Native formats for print?

hkellogg

Well-known member
As a faculty member within a graphic arts program I always stress the importance of "placing" .eps vector files and tif raster files. However, I have an increase number of students that are now "clicking and dragging" images into InDesign. On top of that they are using native format .ai files and .psd files. This can't be correct. Won't they have problems when they are attempting to output on high end devices.

Any comments?

Hans
 
Re: Native formats for print?

Native .ai and .psd is what is recommended by Adobe to use, and there is no problem dragging and dropping them into InDesign. .eps and .tif are what Quark has to have placed/linked, not InDesign.

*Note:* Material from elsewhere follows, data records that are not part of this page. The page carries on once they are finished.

use serde::{Deserialize, Serialize};
use std::collections::BTreeSet;
use std::fmt;
use std::sync::Arc;

#[derive(Debug, Clone, Copy, PartialEq, Eq, PartialOrd, Ord, Hash, Serialize, Deserialize)]
#[serde(rename_all = "lowercase")]
pub enum AxisKind {
    Pattern,
    Difficulty,
}

impl AxisKind {
    pub fn as_str(self) -> &'static str {
        match self {
            AxisKind::Pattern => "pattern",
            AxisKind::Difficulty => "difficulty",
        }
    }

    pub fn parse(raw: &str) -> Option<Self> {
        match raw {
            "pattern" => Some(AxisKind::Pattern),
            "difficulty" => Some(AxisKind::Difficulty),
            _ => None,
        }
    }
}

impl fmt::Display for AxisKind {
    fn fmt(&self, f: &mut fmt::Formatter<'_>) -> fmt::Result {
        f.write_str(self.as_str())
    }
}

/// Position of a run on its environment's difficulty or pattern axis.
#[derive(Debug, Clone, Copy, PartialEq, Eq, PartialOrd, Ord, Hash)]
pub struct AxisPoint {
    pub kind: AxisKind,
    pub value: u32,
}

/// Identity of one run, derived from its directory name.
#[derive(Debug, Clone, PartialEq, Eq, Hash)]
pub struct RunIdentity {
    pub env_name: String,
    pub axis: Option<AxisPoint>,
    pub task: u32,
    pub run_id: u32,
    pub agent_count: Option<u32>,
}

impl RunIdentity {
    pub fn axis_value(&self) -> Option<u32> {
        self.axis.map(|a| a.value)
    }

    /// `"pattern"`, `"difficulty"` or the literal `"None"`.
    pub fn axis_key(&self) -> &'static str {
        axis_key_str(self.axis.map(|a| a.kind))
    }
}

pub fn axis_key_str(kind: Option<AxisKind>) -> &'static str {
    kind.map(AxisKind::as_str).unwrap_or("None")
}

pub fn axis_value_str(value: Option<u32>) -> String {
    match value {
        Some(v) => v.to_string(),
        None => "None".to_string(),
    }
}

#[derive(Debug, Clone, Copy, PartialEq, Eq, PartialOrd, Ord, Hash, Serialize, Deserialize)]
#[serde(rename_all = "lowercase")]
pub enum Source {
    Training,
    Test,
}

impl Source {
    pub fn as_str(self) -> &'static str {
        match self {
            Source::Training => "training",
            Source::Test => "test",
        }
    }

    /// Directory name of the split holding runs of this source.
    pub fn split_dir(self) -> &'static str {
        match self {
            Source::Training => "train",
            Source::Test => "test",
        }
    }
}

#[derive(Debug, Clone, Copy, PartialEq, Eq, Hash, Serialize, Deserialize)]
#[serde(rename_all = "lowercase")]
pub enum Criterion {
    Max,
    Min,
}

#[derive(Debug, Clone, PartialEq)]
pub struct Observation {
    pub run: Arc<RunIdentity>,
    pub source: Source,
    pub step: i64,
    pub tag: String,
    pub value: f64,
}

impl Observation {
    pub fn task(&self) -> u32 {
        self.run.task
    }

    pub fn run_id(&self) -> u32 {
        self.run.run_id
    }

    pub fn axis_value(&self) -> Option<u32> {
        self.run.axis_value()
    }
}

/// Flat, append-only table of scalar observations for one dataset.
#[derive(Debug, Clone, Default)]
pub struct ObservationTable {
    rows: Vec<Observation>,
}

impl ObservationTable {
    pub fn new() -> Self {
        Self::default()
    }

    pub fn push(&mut self, observation: Observation) {
        self.rows.push(observation);
    }

    pub fn append(&mut self, other: ObservationTable) {
        self.rows.extend(other.rows);
    }

    pub fn len(&self) -> usize {
        self.rows.len()
    }

    pub fn is_empty(&self) -> bool {
        self.rows.is_empty()
    }

    pub fn rows(&self) -> &[Observation] {
        &self.rows
    }

    pub fn iter(&self) -> std::slice::Iter<'_, Observation> {
        self.rows.iter()
    }

    pub fn tags(&self) -> BTreeSet<&str> {
        self.rows.iter().map(|o| o.tag.as_str()).collect()
    }

    pub fn tasks(&self) -> BTreeSet<u32> {
        self.rows.iter().map(Observation::task).collect()
    }

    pub fn axis_values(&self) -> BTreeSet<Option<u32>> {
        self.rows.iter().map(Observation::axis_value).collect()
    }

    /// First environment name seen in the table.
    pub fn env_name(&self) -> Option<&str> {
        self.rows.first().map(|o| o.run.env_name.as_str())
    }

    /// Axis kind of the first run carrying one, if any.
    pub fn axis_kind(&self) -> Option<AxisKind> {
        self.rows.iter().find_map(|o| o.run.axis.map(|a| a.kind))
    }
}

impl FromIterator<Observation> for ObservationTable {
    fn from_iter<I: IntoIterator<Item = Observation>>(iter: I) -> Self {
        Self {
            rows: iter.into_iter().collect(),
        }
    }
}

impl<'a> IntoIterator for &'a ObservationTable {
    type Item = &'a Observation;
    type IntoIter = std::slice::Iter<'a, Observation>;

    fn into_iter(self) -> Self::IntoIter {
        self.rows.iter()
    }
}

#[cfg(test)]
mod tests {
    use super::*;

    fn obs(task: u32, axis: Option<u32>, tag: &str) -> Observation {
        Observation {
            run: Arc::new(RunIdentity {
                env_name: "WindFarmControl".to_string(),
                axis: axis.map(|value| AxisPoint {
                    kind: AxisKind::Pattern,
                    value,
                }),
                task,
                run_id: 1,
                agent_count: None,
            }),
            source: Source::Test,
            step: 0,
            tag: tag.to_string(),
            value: 1.0,
        }
    }

    #[test]
    fn table_reports_distinct_dimensions() {
        let table: ObservationTable = vec![
            obs(1, Some(3), "b"),
            obs(0, None, "a"),
            obs(1, Some(3), "a"),
        ]
        .into_iter()
        .collect();
        assert_eq!(table.len(), 3);
        assert_eq!(table.tags().into_iter().collect::<Vec<_>>(), vec!["a", "b"]);
        assert_eq!(table.tasks().into_iter().collect::<Vec<_>>(), vec![0, 1]);
        assert_eq!(
            table.axis_values().into_iter().collect::<Vec<_>>(),
            vec![None, Some(3)]
        );
        assert_eq!(table.axis_kind(), Some(AxisKind::Pattern));
        assert_eq!(table.env_name(), Some("WindFarmControl"));
    }

    #[test]
    fn axis_key_renders_none_literal() {
        let o = obs(0, None, "a");
        assert_eq!(o.run.axis_key(), "None");
        assert_eq!(axis_value_str(o.axis_value()), "None");
        let o = obs(0, Some(4), "a");
        assert_eq!(o.run.axis_key(), "pattern");
        assert_eq!(axis_value_str(o.axis_value()), "4");
    }
}
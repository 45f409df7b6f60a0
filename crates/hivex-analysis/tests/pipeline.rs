use hivex_analysis::{select_winners, RecordKey, WinnerTable};
use hivex_core::{AnalysisConfig, Source};
use hivex_events::{load_dataset, write_scalar_file, ScalarPoint, ScanMode};
use std::fs;
use std::path::{Path, PathBuf};

const REWARD: &str = "Environment/Cumulative Reward";
const LOCAL: &str = "OceanPlasticCollector/Local Reward";

fn scratch() -> PathBuf {
    let dir = std::env::temp_dir().join(format!(
        "hivex_pipeline_test_{}_{}",
        std::process::id(),
        chrono::Utc::now().timestamp_micros()
    ));
    fs::create_dir_all(&dir).expect("scratch");
    dir
}

fn write_run(split: &Path, name: &str, series: &[(&str, &[f32])]) {
    let agent = split.join(name).join("Agent");
    fs::create_dir_all(&agent).expect("agent dir");
    let mut points = Vec::new();
    for (tag, values) in series {
        for (i, v) in values.iter().enumerate() {
            points.push(ScalarPoint {
                step: (i as i64 + 1) * 5000,
                tag: tag.to_string(),
                value: *v,
            });
        }
    }
    write_scalar_file(&agent.join("events.out.tfevents.1700000000.node"), &points)
        .expect("event file");
}

#[test]
fn scan_select_and_serialize_ocean_plastic_results() {
    let root = scratch();
    let split = root.join("OceanPlasticCollection").join("test");
    write_run(
        &split,
        "OceanPlasticCollection_task_1_run_id_10_test",
        &[(REWARD, &[4.0, 6.0]), (LOCAL, &[1.0, 1.0])],
    );
    write_run(
        &split,
        "OceanPlasticCollection_task_1_run_id_20_test",
        &[(REWARD, &[7.0, 7.5]), (LOCAL, &[2.0, 4.0])],
    );
    write_run(
        &split,
        "OceanPlasticCollection_task_1_run_id_30_agent_count_8_test",
        &[(REWARD, &[99.0])],
    );

    let config = AnalysisConfig::builtin().expect("config");
    let dataset = config.dataset("OceanPlasticCollection").expect("dataset");
    let table = load_dataset(&root, &dataset.name, &[Source::Test], ScanMode::Baseline)
        .expect("load");
    assert_eq!(table.len(), 8);

    let winners = select_winners(&table, dataset, &config.tag_criteria).expect("select");
    let record = &winners.records[&RecordKey::new(1, None)];
    assert_eq!(record.winning_id, 20);
    assert_eq!(record.mean_values.len(), 2);
    assert!(record.mean_values.iter().all(|m| m.id == 20 && m.task == 1));
    let local = record
        .mean_values
        .iter()
        .find(|m| m.tag == LOCAL)
        .expect("local reward");
    assert_eq!(local.mean_value, 3.0);

    let mut table_out = WinnerTable::default();
    table_out.insert(winners);
    let json = serde_json::to_value(&table_out).expect("json");
    assert_eq!(json["OceanPlasticCollection"]["1_None"]["winning_id"], 20);
    assert_eq!(
        json["OceanPlasticCollection"]["1_None"]["mean_values"][0]["difficulty_or_pattern_value"],
        serde_json::Value::Null
    );
    let _ = fs::remove_dir_all(root);
}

InDesign is this century. Quark is last century. As long as (in either program) you have Links and they aren't embedded (they show as a link and not showing embedded icon in the Links palette in Adobe, and Quark Picture Usage shows a link to a file), then it should be fine. Copy and pasting has been and still is a no-no (because if we don't have the links we can't fix problems that we see).

Always save out of Photoshop with the RGB profile that's used if placing into Adobe. If placing into Quark, make sure it's been converted to CMYK, grayscale, or bitmap (for black and white logo) before placing into Quark.

If in Adobe CS2, use North American General Purpose 2 color settings. You can use .ai and .psd and therefore not have to flatten live transparency. The future of prepress is PDF/X-4 and the Adobe PDF Print Engine, so Adobe already allows exporting a PDF 1.4 out of Adobe apps, while Quark still has to make PostScript. For this reason, Quark will eventually die if they don't allow export of PDF 1.4 or higher out of Quark in the near future, because with all this transparency, and because flattening transparency is not even done in an Adobe PDF Print Engine, prepress needs PDFs with live transparency intact, which Quark doesn't do. In short, prepress needs to be able to alter the PDF just like native files. The only PDF editor I've used that does this is Neo. File > Preflight to make sure nothing is wrong, then Package, using the contextual menu to Create Archive (OS X) of the "package" (folder and its contents), and send to prepress/printer.

If in Quark (if you must use it, which I recommend against), use North American General Purpose 2 color settings in Photoshop (so CMYK going into Quark is SWOP), in trapping preferences uncheck process trapping and make Auto Amount and Indeterminate to both be 0pt, link to .eps or .tif in Quark, don't use RGB in Quark at all, don't make lines thinner than .25pt, don't turn on color management in Quark 6.5 at all (and don't even attempt the mess that is 7, but if you do, only work with stuff created in 7, in 7, and turn on Proof Setup to CMYK and Spot, so that you can see that untagged RGB that's placed into Quark is assuming the wrong profile, and you'll have to manually make each untagged RGB image use sRGB IEC61966-2.1 to make skin tones to not look sunurned), and do a File > Collect for Output to get links and fonts to send to prepress/printer. Again, use the contextual menu to Create Archive (OS X) of the "collected for output" folder and its contents, and send to prepress/printer.

Hope this helps.

Don (I've worked in prepress for over 12 years now)
 
Re: Native formats for print?

The only thing I would change in my instructions are the CMYK profile. IF the printer provides a profile to build/convert to, then use it. If the printer doesn't provide this, then use the default SWOP profile. It's as good as you can use without the printer's profile. If printing to the international standard, then these SWOP images will look "natural" in appearance. Having said that, the best color match you can get is if all devices in the workflow have been calibrated and profiled, and those profiles are used throughout the workflow. For example, if the printer prints to GRACoL2006_Coated1v2 (official profile free download from gracol.org), then you'll want to use that profile as CMYK profile in your programs, and also use it as source profile in proofing (where the destination profile in proofing is the custom proofer profile).

Don
 
Re: Native formats for print?

I use native formats every day to print with. No problems at all. Only with InDesign though.